#### [AIM OF THE EXERCISE]
Only lines containing the string "after" belong in the answer; find them in the records and copy them.

************

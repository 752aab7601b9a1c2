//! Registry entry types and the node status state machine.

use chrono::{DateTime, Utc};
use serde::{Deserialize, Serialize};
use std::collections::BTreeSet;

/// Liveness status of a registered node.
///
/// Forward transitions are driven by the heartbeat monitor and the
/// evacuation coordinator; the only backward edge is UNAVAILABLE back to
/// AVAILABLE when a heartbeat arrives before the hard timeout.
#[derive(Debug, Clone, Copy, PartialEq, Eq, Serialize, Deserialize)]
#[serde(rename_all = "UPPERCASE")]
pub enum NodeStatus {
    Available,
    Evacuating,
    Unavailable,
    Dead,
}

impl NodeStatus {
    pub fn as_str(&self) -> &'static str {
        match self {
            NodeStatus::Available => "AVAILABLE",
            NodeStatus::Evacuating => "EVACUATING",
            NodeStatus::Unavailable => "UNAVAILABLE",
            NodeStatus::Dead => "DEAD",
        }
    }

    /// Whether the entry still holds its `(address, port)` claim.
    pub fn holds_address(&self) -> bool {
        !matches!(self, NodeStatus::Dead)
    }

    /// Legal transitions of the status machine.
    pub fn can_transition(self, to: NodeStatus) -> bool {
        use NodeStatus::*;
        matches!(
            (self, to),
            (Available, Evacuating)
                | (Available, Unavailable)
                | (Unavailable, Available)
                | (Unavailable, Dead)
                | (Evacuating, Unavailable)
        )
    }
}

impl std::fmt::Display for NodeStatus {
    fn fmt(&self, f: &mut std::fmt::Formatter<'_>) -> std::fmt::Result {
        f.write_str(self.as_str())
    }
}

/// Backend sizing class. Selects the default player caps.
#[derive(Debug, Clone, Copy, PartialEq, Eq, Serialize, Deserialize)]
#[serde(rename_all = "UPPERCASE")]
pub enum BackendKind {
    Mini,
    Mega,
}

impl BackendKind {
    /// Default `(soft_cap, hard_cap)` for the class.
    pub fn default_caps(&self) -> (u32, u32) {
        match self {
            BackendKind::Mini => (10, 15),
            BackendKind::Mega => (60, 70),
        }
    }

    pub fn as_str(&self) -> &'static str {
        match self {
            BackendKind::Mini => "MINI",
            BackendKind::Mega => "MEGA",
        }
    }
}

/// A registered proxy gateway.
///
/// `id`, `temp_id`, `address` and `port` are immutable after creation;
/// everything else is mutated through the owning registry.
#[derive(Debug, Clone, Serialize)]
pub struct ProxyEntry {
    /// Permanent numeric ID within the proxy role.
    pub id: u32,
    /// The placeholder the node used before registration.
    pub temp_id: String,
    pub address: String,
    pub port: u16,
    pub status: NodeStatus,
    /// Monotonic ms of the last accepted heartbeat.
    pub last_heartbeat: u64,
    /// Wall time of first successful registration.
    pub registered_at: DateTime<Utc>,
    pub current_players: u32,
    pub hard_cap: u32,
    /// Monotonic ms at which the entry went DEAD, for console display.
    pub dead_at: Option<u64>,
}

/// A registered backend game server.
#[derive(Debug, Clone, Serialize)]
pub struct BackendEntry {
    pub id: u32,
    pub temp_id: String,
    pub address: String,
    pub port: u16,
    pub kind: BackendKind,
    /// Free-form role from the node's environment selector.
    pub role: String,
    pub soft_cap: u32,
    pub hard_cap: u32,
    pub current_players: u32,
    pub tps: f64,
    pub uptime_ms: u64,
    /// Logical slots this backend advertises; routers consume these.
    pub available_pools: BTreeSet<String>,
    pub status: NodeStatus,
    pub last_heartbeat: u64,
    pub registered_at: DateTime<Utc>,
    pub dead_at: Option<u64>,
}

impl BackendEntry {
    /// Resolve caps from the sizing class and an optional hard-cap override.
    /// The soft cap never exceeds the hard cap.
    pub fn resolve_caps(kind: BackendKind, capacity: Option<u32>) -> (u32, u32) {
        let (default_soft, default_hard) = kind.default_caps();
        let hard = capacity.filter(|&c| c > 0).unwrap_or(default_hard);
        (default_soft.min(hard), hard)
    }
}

************

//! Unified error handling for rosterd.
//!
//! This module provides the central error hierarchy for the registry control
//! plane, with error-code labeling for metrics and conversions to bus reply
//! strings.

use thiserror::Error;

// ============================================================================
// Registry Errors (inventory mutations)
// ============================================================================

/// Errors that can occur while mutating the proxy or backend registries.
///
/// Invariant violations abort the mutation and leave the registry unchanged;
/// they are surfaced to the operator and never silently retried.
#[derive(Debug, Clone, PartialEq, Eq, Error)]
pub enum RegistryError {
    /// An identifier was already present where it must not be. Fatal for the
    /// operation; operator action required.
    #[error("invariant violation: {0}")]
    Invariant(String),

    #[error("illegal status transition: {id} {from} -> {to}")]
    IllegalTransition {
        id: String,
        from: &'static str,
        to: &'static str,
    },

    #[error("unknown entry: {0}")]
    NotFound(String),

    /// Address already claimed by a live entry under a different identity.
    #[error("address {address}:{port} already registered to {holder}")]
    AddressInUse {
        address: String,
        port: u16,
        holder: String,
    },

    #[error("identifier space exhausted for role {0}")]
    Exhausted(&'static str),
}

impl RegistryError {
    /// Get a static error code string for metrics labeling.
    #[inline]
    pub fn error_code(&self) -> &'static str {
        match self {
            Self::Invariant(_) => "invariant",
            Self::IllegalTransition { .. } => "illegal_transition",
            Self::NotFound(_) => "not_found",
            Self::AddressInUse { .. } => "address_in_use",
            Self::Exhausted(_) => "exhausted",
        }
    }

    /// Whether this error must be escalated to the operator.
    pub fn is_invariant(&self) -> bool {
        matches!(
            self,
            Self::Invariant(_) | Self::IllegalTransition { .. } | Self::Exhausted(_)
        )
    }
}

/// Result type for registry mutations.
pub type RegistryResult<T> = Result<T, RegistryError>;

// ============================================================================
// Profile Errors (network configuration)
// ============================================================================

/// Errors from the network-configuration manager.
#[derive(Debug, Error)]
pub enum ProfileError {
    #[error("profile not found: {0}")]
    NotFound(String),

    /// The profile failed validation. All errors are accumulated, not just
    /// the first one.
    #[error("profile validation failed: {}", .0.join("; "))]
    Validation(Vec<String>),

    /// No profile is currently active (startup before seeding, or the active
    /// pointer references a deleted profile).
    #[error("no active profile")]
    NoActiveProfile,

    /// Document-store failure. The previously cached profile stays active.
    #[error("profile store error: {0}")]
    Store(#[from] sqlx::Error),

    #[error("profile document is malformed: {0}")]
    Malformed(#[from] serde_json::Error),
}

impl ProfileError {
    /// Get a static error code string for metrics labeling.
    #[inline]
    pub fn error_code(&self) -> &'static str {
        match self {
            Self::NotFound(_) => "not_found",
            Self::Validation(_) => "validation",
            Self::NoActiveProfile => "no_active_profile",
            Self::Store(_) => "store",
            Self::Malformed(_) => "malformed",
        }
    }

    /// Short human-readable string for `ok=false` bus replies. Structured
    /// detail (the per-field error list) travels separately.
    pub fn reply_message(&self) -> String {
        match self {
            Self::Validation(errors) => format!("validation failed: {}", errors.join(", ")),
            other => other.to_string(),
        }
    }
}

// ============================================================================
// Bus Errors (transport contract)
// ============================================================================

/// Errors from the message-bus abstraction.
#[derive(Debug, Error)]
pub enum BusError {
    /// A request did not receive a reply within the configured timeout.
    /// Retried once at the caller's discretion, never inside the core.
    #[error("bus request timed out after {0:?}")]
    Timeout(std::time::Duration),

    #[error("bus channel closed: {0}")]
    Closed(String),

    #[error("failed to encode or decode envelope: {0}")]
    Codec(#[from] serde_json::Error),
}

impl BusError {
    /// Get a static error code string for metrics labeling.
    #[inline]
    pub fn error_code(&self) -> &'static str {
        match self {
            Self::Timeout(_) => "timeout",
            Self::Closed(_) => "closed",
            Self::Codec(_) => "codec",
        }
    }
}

************

#### [RESULT OF THE EXERCISE]
/// `id`, `temp_id`, `address` and `port` are immutable after creation;
    #[error("bus request timed out after {0:?}")]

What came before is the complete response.